For three and a half years, Wisconsin Gov. Tony Evers’ veto pen was the only thing keeping Republican legislators in the state from getting everything on their anti-abortion wish list. When they tried to ban abortion based on fetal anomalies last year, Evers was there to veto it. Block Medicaid funding for Planned Parenthood? Evers vetoed that, too. And he shot down a bill that would have required doctors to tell patients they could reverse a medication abortion—a claim the American College of Obstetricians and Gynecologists says is “not based on science.”
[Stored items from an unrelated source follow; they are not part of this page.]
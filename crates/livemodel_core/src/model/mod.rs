//! Model definitions, hooks and the model registry.

mod hooks;
mod registry;

pub use hooks::{default_primary_key, DefaultHooks, ModelHooks};
pub use registry::ModelDef;
pub(crate) use registry::{Model, ModelRegistry};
Then the Supreme Court overturned Roe v. Wade. Suddenly, the Wisconsin legislature didn’t have to lift a finger. State law appeared to automatically default to an 1849 statute that made performing abortions a felony, with no exceptions for rape or incest—only a narrow allowance to “preserve the life of [the] mother.” The state’s abortion clinics, afraid their doctors would be jailed, halted services virtually immediately. Doctors began referring people out of state to get abortions.
In Wisconsin, by some measures the most liberal of the 13 states now operating under a zero-week abortion ban, providers and pro-choice advocates haven’t simply been sitting on their hands since June. They see a path to restoring full reproductive rights in Wisconsin via the courts. Their plan, however, hinges on the upcoming midterms. “The stakes couldn’t be higher,” says Tanya Atkinson, president and CEO of Planned Parenthood Advocates of Wisconsin, whose political fund has spent nearly $1 million on the November midterms since June. “This election is absolutely about who gets to have power and control over our bodies.”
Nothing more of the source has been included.